Only the lines with "that" in them need to be copied from the listing.

§

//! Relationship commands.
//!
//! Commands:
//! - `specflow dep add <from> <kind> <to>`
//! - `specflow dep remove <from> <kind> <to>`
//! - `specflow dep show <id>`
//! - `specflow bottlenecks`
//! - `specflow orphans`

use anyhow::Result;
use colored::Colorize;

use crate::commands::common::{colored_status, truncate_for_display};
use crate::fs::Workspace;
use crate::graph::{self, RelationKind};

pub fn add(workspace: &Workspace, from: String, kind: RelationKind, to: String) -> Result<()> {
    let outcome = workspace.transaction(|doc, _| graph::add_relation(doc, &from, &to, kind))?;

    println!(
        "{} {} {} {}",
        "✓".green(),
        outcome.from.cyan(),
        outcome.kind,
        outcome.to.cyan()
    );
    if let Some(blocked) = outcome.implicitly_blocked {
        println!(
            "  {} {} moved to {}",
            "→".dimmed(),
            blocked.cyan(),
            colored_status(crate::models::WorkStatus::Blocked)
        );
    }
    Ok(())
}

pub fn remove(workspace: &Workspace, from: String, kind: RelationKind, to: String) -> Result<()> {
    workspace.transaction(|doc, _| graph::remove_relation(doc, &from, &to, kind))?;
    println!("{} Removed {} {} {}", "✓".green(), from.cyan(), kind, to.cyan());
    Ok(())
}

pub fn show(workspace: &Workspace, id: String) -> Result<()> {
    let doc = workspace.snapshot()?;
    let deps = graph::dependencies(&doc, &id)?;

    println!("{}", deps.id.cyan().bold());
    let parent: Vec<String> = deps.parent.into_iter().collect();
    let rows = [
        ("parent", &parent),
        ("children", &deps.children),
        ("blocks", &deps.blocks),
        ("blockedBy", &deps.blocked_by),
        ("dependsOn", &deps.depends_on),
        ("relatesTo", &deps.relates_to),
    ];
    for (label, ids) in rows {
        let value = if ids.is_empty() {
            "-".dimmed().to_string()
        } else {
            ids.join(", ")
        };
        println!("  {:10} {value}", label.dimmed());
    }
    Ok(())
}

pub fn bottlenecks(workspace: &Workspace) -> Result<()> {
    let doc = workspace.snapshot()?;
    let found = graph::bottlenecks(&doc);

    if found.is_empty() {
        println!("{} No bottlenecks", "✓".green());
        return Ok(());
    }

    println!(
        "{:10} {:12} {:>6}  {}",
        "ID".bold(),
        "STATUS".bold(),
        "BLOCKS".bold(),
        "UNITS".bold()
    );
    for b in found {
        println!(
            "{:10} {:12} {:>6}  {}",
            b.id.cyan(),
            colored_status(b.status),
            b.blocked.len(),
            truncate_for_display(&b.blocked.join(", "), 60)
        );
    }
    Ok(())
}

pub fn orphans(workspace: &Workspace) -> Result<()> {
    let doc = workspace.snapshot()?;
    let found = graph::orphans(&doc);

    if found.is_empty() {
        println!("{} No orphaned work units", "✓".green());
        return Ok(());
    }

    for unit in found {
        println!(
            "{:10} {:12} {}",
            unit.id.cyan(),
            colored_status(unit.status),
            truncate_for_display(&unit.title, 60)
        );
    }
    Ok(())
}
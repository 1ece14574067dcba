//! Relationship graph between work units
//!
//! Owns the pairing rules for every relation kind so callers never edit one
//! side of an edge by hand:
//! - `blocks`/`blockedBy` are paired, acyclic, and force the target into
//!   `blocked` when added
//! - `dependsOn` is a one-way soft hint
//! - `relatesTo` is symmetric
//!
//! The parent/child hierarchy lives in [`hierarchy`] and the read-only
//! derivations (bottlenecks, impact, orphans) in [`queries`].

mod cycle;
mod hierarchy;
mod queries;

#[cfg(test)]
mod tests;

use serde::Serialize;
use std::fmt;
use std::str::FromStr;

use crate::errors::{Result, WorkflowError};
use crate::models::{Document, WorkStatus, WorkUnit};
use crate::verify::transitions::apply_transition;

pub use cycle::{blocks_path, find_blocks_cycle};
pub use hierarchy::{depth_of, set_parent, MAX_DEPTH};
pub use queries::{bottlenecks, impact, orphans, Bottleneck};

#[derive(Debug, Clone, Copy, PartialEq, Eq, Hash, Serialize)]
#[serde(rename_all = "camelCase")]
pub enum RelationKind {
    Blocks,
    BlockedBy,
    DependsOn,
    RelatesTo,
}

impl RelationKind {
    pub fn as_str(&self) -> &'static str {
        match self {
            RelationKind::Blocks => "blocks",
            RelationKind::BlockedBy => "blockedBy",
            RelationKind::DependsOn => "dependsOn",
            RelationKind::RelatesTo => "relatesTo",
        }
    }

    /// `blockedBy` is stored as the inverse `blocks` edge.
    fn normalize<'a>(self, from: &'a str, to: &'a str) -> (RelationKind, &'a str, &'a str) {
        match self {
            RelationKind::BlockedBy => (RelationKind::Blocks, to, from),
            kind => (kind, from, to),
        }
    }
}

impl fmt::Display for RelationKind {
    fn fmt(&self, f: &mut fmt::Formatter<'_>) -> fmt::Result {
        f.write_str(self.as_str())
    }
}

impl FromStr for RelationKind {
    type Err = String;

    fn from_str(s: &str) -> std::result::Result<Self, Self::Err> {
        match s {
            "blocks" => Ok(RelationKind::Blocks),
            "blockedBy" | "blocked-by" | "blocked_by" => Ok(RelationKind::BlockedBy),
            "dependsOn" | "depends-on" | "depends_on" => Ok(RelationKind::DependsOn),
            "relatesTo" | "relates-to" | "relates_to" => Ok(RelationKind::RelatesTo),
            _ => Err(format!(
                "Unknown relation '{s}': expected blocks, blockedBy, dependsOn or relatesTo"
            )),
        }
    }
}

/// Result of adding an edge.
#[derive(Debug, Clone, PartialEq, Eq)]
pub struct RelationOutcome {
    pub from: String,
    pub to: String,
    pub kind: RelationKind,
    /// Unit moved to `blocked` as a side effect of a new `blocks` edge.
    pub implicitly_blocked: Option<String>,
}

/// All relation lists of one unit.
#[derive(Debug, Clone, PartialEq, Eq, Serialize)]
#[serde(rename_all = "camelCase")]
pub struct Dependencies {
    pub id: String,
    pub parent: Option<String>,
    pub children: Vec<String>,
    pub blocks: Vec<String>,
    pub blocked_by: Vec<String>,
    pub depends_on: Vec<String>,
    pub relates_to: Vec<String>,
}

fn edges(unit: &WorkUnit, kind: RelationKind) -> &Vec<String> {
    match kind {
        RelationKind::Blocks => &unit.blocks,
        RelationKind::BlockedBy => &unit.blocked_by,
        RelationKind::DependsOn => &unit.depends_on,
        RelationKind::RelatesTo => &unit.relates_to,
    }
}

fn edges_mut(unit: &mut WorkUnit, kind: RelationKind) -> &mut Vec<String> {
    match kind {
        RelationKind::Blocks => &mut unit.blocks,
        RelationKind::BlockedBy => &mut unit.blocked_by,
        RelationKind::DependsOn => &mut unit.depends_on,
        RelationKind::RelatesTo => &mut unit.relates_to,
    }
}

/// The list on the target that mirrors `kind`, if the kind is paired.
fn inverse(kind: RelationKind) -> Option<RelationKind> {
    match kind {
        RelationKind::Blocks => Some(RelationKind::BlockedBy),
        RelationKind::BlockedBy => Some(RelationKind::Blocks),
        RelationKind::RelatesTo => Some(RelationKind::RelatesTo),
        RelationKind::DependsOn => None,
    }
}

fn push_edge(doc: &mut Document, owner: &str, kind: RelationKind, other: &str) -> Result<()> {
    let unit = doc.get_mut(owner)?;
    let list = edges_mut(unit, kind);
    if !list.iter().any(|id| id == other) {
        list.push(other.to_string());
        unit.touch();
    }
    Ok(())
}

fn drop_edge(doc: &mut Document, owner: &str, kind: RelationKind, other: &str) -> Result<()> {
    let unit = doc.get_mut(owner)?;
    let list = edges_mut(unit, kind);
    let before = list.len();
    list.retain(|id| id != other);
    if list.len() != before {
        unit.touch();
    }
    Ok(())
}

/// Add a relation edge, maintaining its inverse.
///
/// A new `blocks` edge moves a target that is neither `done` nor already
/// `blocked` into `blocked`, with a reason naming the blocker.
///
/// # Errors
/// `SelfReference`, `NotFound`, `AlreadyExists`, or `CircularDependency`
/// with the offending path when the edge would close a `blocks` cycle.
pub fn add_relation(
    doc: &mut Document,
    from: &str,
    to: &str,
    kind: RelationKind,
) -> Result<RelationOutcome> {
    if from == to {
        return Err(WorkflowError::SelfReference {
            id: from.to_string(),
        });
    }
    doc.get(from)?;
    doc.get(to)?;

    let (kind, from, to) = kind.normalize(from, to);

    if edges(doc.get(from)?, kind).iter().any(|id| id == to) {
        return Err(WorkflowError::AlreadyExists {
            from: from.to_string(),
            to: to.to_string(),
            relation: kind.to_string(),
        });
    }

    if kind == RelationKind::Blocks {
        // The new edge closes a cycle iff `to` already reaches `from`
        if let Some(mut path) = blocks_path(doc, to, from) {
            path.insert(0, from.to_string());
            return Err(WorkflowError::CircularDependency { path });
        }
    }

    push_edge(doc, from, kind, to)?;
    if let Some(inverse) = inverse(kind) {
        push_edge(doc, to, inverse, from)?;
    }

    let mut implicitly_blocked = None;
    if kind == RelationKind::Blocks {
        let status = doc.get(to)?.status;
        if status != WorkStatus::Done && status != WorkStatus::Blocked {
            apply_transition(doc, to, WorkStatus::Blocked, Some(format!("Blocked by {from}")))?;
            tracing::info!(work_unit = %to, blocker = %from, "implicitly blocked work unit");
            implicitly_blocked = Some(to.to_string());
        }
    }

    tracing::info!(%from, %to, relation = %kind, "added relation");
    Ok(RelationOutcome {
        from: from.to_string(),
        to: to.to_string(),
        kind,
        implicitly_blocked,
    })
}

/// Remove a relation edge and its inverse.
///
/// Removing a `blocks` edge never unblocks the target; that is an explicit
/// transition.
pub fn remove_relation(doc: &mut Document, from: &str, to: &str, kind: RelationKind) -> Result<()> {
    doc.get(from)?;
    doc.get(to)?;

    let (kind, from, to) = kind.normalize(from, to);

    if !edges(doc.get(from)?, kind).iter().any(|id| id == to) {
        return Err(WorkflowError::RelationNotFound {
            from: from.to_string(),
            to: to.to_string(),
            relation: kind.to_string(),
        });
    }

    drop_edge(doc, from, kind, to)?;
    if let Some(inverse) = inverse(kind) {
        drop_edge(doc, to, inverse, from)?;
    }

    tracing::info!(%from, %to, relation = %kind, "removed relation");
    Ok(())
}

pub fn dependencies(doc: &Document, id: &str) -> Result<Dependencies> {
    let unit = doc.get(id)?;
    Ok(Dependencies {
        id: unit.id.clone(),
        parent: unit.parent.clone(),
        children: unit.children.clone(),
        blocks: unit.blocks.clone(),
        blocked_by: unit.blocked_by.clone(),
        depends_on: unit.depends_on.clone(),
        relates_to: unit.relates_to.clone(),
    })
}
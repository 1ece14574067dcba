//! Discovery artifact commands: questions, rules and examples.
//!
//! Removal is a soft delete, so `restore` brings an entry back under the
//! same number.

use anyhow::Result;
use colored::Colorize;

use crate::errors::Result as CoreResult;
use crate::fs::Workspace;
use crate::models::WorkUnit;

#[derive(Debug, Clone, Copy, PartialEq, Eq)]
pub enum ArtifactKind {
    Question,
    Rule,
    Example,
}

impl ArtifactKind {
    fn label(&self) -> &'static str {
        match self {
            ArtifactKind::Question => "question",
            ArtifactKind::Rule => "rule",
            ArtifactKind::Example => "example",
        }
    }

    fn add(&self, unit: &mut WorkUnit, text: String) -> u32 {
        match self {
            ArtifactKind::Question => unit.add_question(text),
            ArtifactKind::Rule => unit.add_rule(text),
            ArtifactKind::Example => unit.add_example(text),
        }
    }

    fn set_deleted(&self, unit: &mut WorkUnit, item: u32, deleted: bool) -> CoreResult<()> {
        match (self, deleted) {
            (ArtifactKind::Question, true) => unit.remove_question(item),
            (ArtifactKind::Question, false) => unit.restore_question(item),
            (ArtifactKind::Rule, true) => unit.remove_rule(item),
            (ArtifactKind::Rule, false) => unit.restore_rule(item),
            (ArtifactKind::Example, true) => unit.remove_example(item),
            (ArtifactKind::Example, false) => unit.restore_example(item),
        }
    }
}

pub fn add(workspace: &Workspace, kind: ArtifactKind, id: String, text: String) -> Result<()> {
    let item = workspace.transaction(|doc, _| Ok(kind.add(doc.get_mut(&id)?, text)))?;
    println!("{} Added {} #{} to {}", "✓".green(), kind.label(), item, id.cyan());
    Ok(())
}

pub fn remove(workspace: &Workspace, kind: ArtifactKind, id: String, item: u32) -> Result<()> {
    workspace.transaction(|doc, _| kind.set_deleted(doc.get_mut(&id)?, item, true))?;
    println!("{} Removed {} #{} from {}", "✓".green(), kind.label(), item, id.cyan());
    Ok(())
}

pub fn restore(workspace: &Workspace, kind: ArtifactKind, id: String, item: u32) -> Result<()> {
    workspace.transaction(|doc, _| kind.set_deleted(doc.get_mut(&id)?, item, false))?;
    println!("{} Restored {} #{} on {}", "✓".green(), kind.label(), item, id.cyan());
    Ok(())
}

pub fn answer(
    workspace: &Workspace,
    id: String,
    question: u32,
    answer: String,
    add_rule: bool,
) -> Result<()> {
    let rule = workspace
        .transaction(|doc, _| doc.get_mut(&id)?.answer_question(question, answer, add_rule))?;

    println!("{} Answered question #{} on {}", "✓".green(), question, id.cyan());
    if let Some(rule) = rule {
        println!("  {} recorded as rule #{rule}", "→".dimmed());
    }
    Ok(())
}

§

**Solution for this exercise**
/// The list on the target that mirrors `kind`, if the kind is paired.
/// A new `blocks` edge moves a target that is neither `done` nor already
/// Removing a `blocks` edge never unblocks the target; that is an explicit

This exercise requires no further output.